Son homologue Mathieu Lapointe, maire de Carleton-sur-Mer, préfet d’Avignon et président du Regroupement des MRC de la Gaspésie, rappelle pour sa part le temps qui a été perdu dans la transition entre le modèle de l’époque et celui d’aujourd’hui. Lors de l’annonce de Philippe Couillard, il était agent de développement au CLD d’Avignon. Son poste a été transféré à la MRC.

« Ç’a fait très mal en 2015. On a perdu des ressources et des organismes pendant quelques années avec un flottement où on était entre deux modèles. On avait une équipe compétente et professionnelle à la CRÉ, une des plus dynamiques au Québec. Ça fonctionnait. Quand on regarde les postes affichés aujourd’hui, il y aurait eu de la place pour garder ces ressources qu’on a perdues, le temps qu’on assimile les changements. »

La lente érosion de la société civile

Au fil du temps, la place des membres de la société civile dans les instances de gouvernance a tranquillement été évacuée.
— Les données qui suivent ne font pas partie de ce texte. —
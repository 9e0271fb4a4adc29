// Result Records
//
// Typed rows returned by `GET <request_url>/data`. Unknown fields are
// ignored so new server-side columns do not break older clients.

use crate::domain::location::{self, Location};
use crate::domain::timestamp;
use chrono::{DateTime, Utc};
use serde::{Deserialize, Serialize};
use serde_json::{Map, Value};

/// Identity of the program/platform/instrument a row came from
#[derive(Debug, Clone, Default, PartialEq, Serialize, Deserialize)]
pub struct DataSource {
    #[serde(default)]
    pub identifier: Option<i64>,
    #[serde(default)]
    pub program: Option<String>,
    #[serde(default)]
    pub platform: Option<String>,
    #[serde(default)]
    pub instrument_type: Option<String>,
    #[serde(default)]
    pub source_type: Option<String>,
    #[serde(default)]
    pub display_name: Option<String>,
    #[serde(default)]
    pub owner: Option<String>,
    #[serde(default)]
    pub maintainers: Option<Vec<String>>,
    #[serde(default)]
    pub ephemeris_metadata_schema: Option<Vec<Value>>,
    #[serde(default)]
    pub data_product_metadata_schema: Option<Vec<Value>>,
    #[serde(default)]
    pub metadata: Option<Map<String, Value>>,
}

/// One ephemeris position
#[derive(Debug, Clone, PartialEq, Serialize, Deserialize)]
pub struct EphemerisRecord {
    pub data_source: DataSource,
    #[serde(with = "timestamp::wire")]
    pub epoch: DateTime<Utc>,
    #[serde(default, deserialize_with = "location::deserialize_optional")]
    pub location_geo: Option<Location>,
    #[serde(default, deserialize_with = "location::deserialize_optional")]
    pub location_gsm: Option<Location>,
    #[serde(default, deserialize_with = "location::deserialize_optional")]
    pub nbtrace: Option<Location>,
    #[serde(default, deserialize_with = "location::deserialize_optional")]
    pub sbtrace: Option<Location>,
    #[serde(default)]
    pub metadata: Map<String, Value>,
}

/// One data product (keogram, movie, ...) covering a time range
#[derive(Debug, Clone, PartialEq, Serialize, Deserialize)]
pub struct DataProductRecord {
    pub data_source: DataSource,
    pub data_product_type: String,
    #[serde(with = "timestamp::wire")]
    pub start: DateTime<Utc>,
    #[serde(with = "timestamp::wire")]
    pub end: DateTime<Utc>,
    pub url: String,
    #[serde(default)]
    pub metadata: Map<String, Value>,
}

/// Sub-interval of a conjunction involving a particular pair of sources
#[derive(Debug, Clone, PartialEq, Serialize, Deserialize)]
pub struct ConjunctionEvent {
    #[serde(with = "timestamp::wire")]
    pub start: DateTime<Utc>,
    #[serde(with = "timestamp::wire")]
    pub end: DateTime<Utc>,
    #[serde(default)]
    pub e1_source: Option<Value>,
    #[serde(default)]
    pub e2_source: Option<Value>,
    #[serde(default)]
    pub min_distance: Option<f64>,
    #[serde(default)]
    pub max_distance: Option<f64>,
}

/// One conjunction between two or more data sources
#[derive(Debug, Clone, PartialEq, Serialize, Deserialize)]
pub struct ConjunctionRecord {
    pub conjunction_type: String,
    #[serde(with = "timestamp::wire")]
    pub start: DateTime<Utc>,
    #[serde(with = "timestamp::wire")]
    pub end: DateTime<Utc>,
    #[serde(default)]
    pub min_distance: Option<f64>,
    #[serde(default)]
    pub max_distance: Option<f64>,
    #[serde(default, with = "timestamp::wire_opt")]
    pub closest_epoch: Option<DateTime<Utc>>,
    #[serde(default, with = "timestamp::wire_opt")]
    pub farthest_epoch: Option<DateTime<Utc>>,
    #[serde(default)]
    pub data_sources: Vec<DataSource>,
    #[serde(default)]
    pub events: Vec<ConjunctionEvent>,
}

#[cfg(test)]
mod tests {
    use super::*;
    use chrono::TimeZone;
    use serde_json::json;

    #[test]
    fn test_ephemeris_row() {
        let row = json!({
            "data_source": {
                "identifier": 3,
                "program": "swarm",
                "platform": "swarma",
                "instrument_type": "footprint",
                "source_type": "leo"
            },
            "epoch": "2020-01-01T00:05:00",
            "location_geo": {"lat": 51.05, "lon": -114.07},
            "location_gsm": null,
            "nbtrace": {"lat": 52.0, "lon": -113.5},
            "metadata": {"nbtrace_region": "north auroral oval"}
        });

        let rec: EphemerisRecord = serde_json::from_value(row).unwrap();
        assert_eq!(rec.epoch, Utc.with_ymd_and_hms(2020, 1, 1, 0, 5, 0).unwrap());
        assert_eq!(rec.location_geo, Some(Location { lat: 51.05, lon: -114.07 }));
        assert_eq!(rec.location_gsm, None);
        assert_eq!(rec.sbtrace, None);
        assert_eq!(rec.data_source.program.as_deref(), Some("swarm"));
        assert_eq!(rec.metadata["nbtrace_region"], "north auroral oval");
    }

    #[test]
    fn test_ephemeris_row_with_partial_location_is_rejected() {
        let row = json!({
            "data_source": {},
            "epoch": "2020-01-01T00:05:00",
            "location_geo": {"lat": 51.05, "lon": null}
        });
        let res: Result<EphemerisRecord, _> = serde_json::from_value(row);
        assert!(res.is_err());
    }

    #[test]
    fn test_data_product_row() {
        let row = json!({
            "data_source": {"program": "trex", "platform": "gillam", "instrument_type": "RGB ASI"},
            "data_product_type": "keogram",
            "start": "2021-11-04T00:00:00",
            "end": "2021-11-04T23:59:59",
            "url": "https://data.phys.ucalgary.ca/keogram.jpg",
            "metadata": {}
        });

        let rec: DataProductRecord = serde_json::from_value(row).unwrap();
        assert_eq!(rec.data_product_type, "keogram");
        assert_eq!(rec.end, Utc.with_ymd_and_hms(2021, 11, 4, 23, 59, 59).unwrap());
    }

    #[test]
    fn test_conjunction_row() {
        let row = json!({
            "conjunction_type": "nbtrace",
            "start": "2020-01-01T00:00:00",
            "end": "2020-01-01T00:03:00",
            "min_distance": 120.5,
            "max_distance": 410.0,
            "closest_epoch": "2020-01-01T00:01:00",
            "farthest_epoch": null,
            "data_sources": [{"program": "themis-asi"}, {"program": "swarm"}],
            "events": [
                {"start": "2020-01-01T00:00:00", "end": "2020-01-01T00:03:00", "min_distance": 120.5}
            ]
        });

        let rec: ConjunctionRecord = serde_json::from_value(row).unwrap();
        assert_eq!(
            rec.closest_epoch,
            Some(Utc.with_ymd_and_hms(2020, 1, 1, 0, 1, 0).unwrap())
        );
        assert_eq!(rec.farthest_epoch, None);
        assert_eq!(rec.data_sources.len(), 2);
        assert_eq!(rec.events[0].min_distance, Some(120.5));
    }
}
De manière très pragmatique, chaque CRÉ était dirigée par un conseil d’administration, qui était composé d’élus municipaux – des maires et des préfets – ainsi que des membres du milieu socioéconomique et académique. « Ces derniers étaient choisis sur la base de leur expertise et fournissaient aux élus de la région des informations permettant une prise de décision plus éclairée et adaptée à la réalité régionale. Les CRÉ assuraient donc un processus de concertation dans la prise de décision en matière de développement régional », expliquait à l’époque l’Observatoire des politiques publiques de l’Université de Sherbrooke.

Aujourd’hui, des citoyens déplorent ce manque de place des membres de la société civile. C’est le cas notamment de Jean-Claude Plourde, membre de Solidarité Gaspésie. « Cette mécanique-là fait qu’ils [les élus] perdent une banque de connaissances qui permettrait dans certains cas de prendre une meilleure décision, qui n’est parfois pas adaptée à la situation. »

Il cite en exemple la gestion du Fonds d’aide aux initiatives régionales, le FAIR – devenu aujourd’hui le programme Développement économique pour l’aide à la redynamisation des territoires, le DÉPART – qui a notamment servi… à la réfection de blocs sanitaires. « Est-ce que c’est une priorité régionale de développement ? L’organisation en avait sûrement besoin, mais l’argent ne devrait sûrement pas venir de là. On est loin de l’esprit du programme. »

Le Regroupement des MRC de la Gaspésie compte aujourd’hui quatre employés – deux spécialistes et deux généralistes – comparativement à plus d’une trentaine pour la CRÉ lors de sa dissolution. « Des fois, les employés pouvaient orienter les élus parce qu’ils avaient une connaissance pointue, comme dans le
tourisme durable, le transport collectif, l’aménagement forestier ou l’économie sociale. Les domaines étaient très vastes. Les actions étaient liées avec le terrain », se souvient Sonia Landry.

Jean-Claude Plourde abonde dans le même sens. « On n’est plus du tout à la même place qu’avec les CRÉ. On est en manque d’analyses pour choisir des orientations adaptées à la région. Cette contrepartie est difficilement amenée dans la prise de décision. »

Aujourd’hui préfet de La Côte-de-Gaspé et siégeant à la Table des préfets, Daniel Côté convient que la conjoncture n’est plus la même. « On a perdu en professionnels dans différents dossiers de développement régional, en concertation régionale, en positionnement politique; à tous les égards en fait. La décision d’abolir les CRÉ, ç’a été très, très mal reçu […] Ç’a été un échec politique. Elles n’étaient pas parfaites, mais c’était une structure qui fonctionnait bien avec une vision régionale. C’était un beau modèle. »

Sans aspirer à revoir ce modèle, Solidarité Gaspésie – dont la question de la gouvernance régionale est un enjeu sur lequel elle se mobilise pratiquement depuis ses débuts – aimerait mettre sur pied une structure de concertation comme le Collectif régional de développement du Bas-Saint-Laurent. Un de ses mandats est de favoriser la concertation intersectorielle entre les élus, les ministères et les acteurs de la société civile afin d’établir la vision de développement et les priorités de la région.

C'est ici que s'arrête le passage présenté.